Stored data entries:
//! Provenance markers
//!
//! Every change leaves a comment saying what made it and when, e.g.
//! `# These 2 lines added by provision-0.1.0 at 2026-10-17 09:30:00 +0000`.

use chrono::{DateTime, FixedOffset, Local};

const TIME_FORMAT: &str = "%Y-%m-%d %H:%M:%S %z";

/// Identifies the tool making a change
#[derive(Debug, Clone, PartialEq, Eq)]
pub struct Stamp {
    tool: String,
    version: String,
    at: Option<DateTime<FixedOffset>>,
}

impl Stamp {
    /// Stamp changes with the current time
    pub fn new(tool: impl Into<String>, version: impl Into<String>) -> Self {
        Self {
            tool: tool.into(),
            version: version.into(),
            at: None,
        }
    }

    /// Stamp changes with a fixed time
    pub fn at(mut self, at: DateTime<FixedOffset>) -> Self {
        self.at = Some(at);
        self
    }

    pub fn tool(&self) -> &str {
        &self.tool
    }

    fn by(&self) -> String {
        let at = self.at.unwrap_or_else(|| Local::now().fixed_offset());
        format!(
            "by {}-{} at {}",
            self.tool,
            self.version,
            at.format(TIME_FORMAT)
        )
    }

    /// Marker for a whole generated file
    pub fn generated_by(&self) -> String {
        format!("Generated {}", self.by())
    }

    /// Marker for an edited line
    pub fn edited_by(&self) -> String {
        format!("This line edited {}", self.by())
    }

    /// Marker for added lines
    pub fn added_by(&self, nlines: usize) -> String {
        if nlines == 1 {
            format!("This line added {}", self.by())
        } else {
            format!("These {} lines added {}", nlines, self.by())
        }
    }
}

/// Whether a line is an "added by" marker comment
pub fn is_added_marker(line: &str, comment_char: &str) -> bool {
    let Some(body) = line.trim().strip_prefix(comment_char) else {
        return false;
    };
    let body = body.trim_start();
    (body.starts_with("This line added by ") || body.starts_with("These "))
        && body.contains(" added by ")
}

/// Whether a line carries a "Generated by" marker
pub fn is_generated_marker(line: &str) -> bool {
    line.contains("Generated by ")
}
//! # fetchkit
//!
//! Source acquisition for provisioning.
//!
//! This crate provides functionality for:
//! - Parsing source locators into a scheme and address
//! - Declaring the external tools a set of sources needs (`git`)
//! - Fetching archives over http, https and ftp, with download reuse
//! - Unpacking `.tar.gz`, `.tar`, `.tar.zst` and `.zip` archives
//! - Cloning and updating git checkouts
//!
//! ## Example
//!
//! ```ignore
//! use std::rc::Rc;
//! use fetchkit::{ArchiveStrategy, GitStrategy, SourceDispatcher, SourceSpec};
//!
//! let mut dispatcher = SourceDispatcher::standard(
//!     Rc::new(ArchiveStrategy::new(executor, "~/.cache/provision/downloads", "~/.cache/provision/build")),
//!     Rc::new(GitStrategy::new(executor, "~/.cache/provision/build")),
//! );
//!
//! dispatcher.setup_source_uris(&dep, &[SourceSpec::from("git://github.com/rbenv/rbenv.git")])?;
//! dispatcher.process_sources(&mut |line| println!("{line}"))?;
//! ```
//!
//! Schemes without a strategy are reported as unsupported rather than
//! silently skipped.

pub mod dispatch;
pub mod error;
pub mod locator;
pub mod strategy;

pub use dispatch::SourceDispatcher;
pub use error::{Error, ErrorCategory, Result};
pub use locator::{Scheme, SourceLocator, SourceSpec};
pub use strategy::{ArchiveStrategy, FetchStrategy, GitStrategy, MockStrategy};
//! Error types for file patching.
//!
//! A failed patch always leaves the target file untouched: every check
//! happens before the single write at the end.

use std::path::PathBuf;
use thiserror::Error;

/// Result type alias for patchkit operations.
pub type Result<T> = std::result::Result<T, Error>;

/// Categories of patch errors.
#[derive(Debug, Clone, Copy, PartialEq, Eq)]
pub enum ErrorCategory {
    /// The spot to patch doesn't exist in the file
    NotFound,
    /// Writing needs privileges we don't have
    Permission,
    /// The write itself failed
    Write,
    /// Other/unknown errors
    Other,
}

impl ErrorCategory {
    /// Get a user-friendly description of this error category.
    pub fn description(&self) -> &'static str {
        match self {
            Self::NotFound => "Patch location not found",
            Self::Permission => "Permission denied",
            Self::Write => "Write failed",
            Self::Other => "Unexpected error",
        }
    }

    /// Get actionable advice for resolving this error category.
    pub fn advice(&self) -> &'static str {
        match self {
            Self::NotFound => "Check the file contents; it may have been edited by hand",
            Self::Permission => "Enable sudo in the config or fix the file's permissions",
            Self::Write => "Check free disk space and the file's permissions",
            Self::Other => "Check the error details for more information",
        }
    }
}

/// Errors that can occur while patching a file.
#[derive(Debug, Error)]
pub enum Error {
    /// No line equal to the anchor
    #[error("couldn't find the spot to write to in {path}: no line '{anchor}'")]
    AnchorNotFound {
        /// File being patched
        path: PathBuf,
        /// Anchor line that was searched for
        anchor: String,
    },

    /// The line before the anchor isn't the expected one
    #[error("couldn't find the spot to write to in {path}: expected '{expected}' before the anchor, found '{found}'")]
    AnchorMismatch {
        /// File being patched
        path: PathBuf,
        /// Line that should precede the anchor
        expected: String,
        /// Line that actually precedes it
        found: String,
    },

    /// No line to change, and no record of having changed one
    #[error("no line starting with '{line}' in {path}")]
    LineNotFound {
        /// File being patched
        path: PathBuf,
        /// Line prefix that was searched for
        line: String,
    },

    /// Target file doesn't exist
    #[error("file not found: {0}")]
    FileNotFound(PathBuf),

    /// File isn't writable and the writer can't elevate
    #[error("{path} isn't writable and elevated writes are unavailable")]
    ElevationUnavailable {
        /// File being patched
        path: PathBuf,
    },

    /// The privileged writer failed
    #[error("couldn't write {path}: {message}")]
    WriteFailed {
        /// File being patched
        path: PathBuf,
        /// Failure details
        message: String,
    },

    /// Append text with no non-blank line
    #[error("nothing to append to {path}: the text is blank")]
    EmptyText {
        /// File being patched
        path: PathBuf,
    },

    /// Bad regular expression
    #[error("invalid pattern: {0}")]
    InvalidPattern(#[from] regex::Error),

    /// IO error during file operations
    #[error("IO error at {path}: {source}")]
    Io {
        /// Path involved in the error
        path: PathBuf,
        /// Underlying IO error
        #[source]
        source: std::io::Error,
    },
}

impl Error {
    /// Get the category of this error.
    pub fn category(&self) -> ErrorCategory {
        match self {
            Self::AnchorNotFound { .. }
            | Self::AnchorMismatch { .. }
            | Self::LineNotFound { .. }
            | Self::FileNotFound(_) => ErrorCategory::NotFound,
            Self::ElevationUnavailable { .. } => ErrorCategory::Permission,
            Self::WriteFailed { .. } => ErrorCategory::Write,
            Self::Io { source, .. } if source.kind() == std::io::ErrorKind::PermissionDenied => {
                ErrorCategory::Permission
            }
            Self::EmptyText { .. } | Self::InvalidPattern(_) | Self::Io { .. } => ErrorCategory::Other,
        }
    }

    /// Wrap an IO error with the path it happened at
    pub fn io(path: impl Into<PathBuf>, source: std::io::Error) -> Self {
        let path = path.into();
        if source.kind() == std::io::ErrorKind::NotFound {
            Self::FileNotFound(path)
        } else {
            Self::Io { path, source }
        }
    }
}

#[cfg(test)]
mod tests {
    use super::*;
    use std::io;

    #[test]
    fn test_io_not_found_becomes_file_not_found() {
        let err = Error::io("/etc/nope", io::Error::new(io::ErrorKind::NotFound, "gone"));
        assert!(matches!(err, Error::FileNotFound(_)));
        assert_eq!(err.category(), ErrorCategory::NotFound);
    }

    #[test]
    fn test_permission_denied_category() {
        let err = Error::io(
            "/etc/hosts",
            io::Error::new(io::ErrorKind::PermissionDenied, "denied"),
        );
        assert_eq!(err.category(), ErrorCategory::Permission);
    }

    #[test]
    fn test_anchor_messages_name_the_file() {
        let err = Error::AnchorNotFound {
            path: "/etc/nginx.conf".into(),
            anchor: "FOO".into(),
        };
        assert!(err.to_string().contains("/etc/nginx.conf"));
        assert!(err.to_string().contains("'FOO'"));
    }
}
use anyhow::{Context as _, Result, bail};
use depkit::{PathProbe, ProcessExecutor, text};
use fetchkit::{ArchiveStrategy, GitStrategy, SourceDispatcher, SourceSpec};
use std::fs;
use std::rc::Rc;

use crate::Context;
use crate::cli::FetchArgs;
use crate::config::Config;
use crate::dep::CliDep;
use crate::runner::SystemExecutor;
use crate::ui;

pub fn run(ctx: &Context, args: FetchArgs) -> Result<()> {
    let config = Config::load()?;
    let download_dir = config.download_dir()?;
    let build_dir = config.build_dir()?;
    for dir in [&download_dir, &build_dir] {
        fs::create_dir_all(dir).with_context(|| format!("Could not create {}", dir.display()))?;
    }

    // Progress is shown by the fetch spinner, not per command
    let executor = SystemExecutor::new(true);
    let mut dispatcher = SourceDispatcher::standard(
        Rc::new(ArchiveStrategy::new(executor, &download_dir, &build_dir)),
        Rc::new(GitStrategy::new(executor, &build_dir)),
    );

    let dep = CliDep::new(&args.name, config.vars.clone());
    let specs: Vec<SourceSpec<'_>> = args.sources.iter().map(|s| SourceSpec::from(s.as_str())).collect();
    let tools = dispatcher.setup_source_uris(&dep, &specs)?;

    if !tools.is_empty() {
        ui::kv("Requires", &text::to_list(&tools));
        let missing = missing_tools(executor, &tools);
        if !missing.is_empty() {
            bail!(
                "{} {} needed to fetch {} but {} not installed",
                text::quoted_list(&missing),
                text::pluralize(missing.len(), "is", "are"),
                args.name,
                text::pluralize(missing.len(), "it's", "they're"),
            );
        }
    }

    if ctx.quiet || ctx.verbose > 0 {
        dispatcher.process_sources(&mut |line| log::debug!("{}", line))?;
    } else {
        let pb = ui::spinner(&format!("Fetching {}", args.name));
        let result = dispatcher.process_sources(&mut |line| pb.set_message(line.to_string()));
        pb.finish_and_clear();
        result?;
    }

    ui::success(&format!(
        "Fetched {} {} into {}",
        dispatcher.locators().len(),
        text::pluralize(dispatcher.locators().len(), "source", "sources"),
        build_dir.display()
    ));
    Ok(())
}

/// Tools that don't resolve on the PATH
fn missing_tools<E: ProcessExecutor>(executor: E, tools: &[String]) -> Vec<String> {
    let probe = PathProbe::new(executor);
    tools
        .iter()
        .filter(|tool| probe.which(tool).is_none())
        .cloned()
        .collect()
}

---

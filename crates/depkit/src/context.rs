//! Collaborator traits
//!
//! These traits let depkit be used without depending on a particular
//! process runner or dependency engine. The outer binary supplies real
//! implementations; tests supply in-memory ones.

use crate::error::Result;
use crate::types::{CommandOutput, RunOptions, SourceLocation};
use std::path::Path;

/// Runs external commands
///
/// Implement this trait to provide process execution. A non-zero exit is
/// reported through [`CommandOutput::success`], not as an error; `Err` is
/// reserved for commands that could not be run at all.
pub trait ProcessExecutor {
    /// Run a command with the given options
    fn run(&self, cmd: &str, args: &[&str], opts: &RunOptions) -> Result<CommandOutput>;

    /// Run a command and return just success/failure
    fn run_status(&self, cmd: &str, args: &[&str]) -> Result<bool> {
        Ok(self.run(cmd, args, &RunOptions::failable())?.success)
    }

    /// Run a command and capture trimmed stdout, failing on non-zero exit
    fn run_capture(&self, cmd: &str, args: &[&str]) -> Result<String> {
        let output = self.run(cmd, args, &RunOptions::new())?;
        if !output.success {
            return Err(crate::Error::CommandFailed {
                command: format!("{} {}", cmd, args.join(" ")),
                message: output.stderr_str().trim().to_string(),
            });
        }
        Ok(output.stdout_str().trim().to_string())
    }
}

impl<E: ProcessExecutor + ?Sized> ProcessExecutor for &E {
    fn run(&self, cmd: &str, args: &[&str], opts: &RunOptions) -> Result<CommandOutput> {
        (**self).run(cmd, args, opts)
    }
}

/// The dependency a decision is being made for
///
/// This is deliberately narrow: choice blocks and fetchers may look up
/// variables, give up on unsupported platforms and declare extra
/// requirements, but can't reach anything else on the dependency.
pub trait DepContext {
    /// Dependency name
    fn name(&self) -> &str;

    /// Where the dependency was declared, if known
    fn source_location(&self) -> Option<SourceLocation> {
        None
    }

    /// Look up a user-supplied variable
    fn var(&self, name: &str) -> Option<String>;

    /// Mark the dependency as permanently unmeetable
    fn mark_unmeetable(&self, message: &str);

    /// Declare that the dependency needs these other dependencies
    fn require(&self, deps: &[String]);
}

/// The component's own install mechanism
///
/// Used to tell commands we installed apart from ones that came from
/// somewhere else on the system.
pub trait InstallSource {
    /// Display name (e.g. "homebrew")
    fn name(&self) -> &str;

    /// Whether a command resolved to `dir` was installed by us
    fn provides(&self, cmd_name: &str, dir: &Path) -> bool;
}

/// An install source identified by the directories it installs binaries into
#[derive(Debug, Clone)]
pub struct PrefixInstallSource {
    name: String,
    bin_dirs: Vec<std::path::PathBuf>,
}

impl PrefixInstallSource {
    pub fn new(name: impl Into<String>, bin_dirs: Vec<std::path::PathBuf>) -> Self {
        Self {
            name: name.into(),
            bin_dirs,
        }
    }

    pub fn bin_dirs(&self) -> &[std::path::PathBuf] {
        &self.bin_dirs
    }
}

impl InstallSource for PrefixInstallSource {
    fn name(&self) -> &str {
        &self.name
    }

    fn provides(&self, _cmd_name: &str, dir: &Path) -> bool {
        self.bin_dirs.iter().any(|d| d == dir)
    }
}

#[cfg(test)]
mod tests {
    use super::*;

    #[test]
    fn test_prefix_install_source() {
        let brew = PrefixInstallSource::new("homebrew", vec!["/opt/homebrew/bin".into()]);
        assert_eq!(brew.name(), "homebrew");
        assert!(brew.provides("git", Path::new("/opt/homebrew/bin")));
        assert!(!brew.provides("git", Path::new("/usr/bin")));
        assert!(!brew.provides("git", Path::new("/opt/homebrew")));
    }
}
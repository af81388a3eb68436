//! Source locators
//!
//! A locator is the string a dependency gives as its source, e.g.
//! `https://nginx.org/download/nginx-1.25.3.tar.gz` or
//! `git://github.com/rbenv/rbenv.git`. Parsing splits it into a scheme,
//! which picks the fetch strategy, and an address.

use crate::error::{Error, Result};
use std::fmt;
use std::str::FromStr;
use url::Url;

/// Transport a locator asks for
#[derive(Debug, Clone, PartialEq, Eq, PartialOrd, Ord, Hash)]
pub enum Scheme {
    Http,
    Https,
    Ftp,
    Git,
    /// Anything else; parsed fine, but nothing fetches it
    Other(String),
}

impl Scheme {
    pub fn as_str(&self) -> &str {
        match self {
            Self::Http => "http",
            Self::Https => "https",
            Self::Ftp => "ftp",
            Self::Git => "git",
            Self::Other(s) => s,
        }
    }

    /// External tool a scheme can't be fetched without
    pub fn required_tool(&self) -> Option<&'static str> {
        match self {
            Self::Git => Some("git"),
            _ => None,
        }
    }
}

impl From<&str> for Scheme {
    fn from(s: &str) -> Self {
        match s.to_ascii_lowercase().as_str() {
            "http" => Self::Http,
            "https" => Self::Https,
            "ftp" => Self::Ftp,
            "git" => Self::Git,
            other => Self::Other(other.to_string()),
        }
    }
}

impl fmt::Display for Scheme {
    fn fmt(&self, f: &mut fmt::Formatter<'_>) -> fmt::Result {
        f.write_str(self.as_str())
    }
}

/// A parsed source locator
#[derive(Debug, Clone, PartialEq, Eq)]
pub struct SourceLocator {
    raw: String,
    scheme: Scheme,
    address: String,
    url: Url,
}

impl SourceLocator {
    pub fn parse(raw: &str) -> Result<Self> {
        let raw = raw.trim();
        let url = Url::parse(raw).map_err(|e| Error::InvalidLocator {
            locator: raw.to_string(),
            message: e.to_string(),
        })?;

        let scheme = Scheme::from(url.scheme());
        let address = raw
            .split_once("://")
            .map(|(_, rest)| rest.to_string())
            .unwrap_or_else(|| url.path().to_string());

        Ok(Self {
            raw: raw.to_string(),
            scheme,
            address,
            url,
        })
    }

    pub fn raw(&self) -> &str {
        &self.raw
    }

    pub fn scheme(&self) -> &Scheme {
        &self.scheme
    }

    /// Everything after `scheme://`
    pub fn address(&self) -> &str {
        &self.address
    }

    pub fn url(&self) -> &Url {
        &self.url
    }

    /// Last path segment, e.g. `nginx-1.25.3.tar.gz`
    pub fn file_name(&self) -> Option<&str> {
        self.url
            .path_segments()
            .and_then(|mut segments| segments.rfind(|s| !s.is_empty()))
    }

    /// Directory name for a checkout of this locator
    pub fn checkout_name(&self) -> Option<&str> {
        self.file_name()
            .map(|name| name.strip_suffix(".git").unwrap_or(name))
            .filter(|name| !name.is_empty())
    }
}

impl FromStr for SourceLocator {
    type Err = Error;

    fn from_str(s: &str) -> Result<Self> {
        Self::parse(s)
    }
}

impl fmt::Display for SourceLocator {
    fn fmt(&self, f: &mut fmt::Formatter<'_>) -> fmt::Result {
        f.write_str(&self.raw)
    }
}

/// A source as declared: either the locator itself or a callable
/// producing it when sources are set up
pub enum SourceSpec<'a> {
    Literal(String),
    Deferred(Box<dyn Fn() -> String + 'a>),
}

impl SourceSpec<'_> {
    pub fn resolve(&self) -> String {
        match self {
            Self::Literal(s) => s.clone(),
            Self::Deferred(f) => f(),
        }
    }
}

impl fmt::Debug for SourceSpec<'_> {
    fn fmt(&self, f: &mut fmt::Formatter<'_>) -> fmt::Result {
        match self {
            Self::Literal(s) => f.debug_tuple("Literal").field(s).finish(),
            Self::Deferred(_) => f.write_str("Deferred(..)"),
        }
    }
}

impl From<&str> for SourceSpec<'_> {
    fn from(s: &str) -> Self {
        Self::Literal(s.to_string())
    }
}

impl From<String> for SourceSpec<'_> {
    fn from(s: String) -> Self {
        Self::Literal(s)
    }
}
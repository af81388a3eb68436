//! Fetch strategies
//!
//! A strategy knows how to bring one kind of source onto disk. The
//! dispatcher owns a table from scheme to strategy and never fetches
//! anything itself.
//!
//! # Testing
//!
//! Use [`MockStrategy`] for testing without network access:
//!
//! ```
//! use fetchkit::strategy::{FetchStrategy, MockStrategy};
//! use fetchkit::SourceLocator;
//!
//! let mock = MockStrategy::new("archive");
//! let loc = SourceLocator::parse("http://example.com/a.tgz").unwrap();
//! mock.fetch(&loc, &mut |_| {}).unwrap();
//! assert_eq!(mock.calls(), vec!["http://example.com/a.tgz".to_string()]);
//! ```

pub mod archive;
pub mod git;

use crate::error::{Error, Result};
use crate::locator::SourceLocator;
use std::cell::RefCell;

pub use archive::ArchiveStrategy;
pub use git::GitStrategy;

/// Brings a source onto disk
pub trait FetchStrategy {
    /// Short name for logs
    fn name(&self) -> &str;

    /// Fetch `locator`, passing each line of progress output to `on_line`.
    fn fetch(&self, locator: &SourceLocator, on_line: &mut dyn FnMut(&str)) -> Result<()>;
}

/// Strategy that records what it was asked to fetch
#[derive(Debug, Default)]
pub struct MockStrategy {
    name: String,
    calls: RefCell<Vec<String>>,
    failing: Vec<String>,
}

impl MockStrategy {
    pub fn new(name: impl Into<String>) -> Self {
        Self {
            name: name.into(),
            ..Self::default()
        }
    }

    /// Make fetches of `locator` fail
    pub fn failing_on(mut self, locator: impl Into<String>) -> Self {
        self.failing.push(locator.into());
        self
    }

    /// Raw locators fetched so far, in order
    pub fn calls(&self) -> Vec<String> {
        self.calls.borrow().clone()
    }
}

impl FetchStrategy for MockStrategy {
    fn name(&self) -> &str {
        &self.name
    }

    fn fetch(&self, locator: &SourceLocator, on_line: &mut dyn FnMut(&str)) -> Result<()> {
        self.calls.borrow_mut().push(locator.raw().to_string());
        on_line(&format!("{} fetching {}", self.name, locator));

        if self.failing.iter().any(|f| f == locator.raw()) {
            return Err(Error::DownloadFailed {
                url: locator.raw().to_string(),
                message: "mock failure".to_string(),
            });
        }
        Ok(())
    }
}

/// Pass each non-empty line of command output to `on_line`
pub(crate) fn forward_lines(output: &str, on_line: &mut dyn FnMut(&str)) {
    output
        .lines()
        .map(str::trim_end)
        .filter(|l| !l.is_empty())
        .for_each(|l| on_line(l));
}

---

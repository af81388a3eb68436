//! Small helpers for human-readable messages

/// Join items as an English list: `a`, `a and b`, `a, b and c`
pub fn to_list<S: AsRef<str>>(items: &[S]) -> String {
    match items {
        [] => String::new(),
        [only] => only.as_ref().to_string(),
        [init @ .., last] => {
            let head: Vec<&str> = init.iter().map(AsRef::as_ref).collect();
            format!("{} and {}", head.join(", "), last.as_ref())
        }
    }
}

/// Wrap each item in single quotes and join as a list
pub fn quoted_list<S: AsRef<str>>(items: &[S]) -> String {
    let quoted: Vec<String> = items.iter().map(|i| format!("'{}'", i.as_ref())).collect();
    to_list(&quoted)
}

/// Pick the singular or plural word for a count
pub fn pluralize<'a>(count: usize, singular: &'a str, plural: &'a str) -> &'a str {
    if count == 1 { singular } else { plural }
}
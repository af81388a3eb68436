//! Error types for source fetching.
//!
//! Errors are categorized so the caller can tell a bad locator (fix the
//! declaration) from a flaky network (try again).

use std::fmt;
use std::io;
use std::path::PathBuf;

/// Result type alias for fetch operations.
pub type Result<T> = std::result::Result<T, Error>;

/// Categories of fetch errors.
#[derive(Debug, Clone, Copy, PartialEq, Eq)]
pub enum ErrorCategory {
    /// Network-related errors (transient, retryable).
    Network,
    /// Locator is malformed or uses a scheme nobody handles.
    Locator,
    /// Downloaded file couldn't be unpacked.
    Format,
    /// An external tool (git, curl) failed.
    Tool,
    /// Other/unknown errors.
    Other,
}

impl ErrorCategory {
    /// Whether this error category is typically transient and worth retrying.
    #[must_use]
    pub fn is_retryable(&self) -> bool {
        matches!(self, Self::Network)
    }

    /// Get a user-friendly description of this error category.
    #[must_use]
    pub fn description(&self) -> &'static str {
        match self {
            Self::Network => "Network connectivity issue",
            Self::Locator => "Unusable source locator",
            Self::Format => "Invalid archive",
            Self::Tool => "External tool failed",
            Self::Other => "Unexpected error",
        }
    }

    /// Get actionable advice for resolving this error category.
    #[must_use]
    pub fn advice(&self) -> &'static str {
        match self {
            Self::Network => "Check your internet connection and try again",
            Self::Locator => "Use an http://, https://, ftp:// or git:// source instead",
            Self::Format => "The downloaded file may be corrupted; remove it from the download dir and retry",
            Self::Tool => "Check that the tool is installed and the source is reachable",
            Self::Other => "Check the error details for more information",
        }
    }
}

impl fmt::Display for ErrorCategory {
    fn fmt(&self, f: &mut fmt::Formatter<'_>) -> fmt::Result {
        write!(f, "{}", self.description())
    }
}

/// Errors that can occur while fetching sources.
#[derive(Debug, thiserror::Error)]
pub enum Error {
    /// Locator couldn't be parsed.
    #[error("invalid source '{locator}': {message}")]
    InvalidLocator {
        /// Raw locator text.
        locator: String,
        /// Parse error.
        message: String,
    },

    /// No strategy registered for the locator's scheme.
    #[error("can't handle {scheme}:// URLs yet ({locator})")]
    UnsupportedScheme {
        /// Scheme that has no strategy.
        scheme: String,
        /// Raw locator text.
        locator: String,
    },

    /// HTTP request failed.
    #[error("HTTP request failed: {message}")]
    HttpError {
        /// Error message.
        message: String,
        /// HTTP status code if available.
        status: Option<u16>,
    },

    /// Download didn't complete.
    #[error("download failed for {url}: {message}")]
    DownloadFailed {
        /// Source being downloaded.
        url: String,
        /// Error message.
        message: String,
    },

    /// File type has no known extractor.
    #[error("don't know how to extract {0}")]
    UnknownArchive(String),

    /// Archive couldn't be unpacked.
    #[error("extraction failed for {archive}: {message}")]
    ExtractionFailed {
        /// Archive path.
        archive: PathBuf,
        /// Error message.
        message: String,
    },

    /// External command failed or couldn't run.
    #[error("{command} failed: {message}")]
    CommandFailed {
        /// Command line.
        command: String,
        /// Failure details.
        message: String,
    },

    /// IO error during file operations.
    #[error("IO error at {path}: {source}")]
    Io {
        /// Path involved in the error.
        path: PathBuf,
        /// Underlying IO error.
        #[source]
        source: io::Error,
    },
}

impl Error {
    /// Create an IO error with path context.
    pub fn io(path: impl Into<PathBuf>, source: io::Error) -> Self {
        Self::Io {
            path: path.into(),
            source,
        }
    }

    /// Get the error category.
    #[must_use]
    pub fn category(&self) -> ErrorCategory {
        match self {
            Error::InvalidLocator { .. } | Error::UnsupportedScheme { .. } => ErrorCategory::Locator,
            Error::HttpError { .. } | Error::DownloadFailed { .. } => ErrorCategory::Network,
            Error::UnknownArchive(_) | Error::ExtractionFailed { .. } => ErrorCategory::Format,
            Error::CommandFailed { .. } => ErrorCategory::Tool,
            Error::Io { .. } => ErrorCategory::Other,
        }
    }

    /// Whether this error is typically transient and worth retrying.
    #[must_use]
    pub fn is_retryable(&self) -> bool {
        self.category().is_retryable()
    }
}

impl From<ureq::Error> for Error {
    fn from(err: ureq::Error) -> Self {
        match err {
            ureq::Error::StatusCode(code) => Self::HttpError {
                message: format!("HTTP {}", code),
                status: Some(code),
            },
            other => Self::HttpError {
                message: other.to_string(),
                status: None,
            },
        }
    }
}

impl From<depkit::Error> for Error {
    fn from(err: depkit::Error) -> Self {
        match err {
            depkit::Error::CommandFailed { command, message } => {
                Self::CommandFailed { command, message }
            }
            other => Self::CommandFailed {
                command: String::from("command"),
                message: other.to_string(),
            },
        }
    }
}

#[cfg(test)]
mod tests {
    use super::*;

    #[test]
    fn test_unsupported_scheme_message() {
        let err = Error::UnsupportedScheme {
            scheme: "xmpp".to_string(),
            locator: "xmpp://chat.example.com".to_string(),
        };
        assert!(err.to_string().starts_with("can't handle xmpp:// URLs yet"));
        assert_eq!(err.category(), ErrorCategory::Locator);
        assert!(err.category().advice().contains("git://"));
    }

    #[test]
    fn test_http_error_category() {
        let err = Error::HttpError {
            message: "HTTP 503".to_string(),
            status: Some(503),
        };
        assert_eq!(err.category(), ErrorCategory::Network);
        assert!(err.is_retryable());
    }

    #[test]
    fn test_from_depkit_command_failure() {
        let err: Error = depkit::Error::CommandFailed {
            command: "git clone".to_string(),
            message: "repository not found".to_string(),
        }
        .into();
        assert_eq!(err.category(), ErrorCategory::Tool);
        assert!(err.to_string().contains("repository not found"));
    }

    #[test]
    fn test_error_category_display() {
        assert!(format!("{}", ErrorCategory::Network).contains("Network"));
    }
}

Task item: From the records above, report the count of lines containing "alias" and nothing more.

Answer area: 2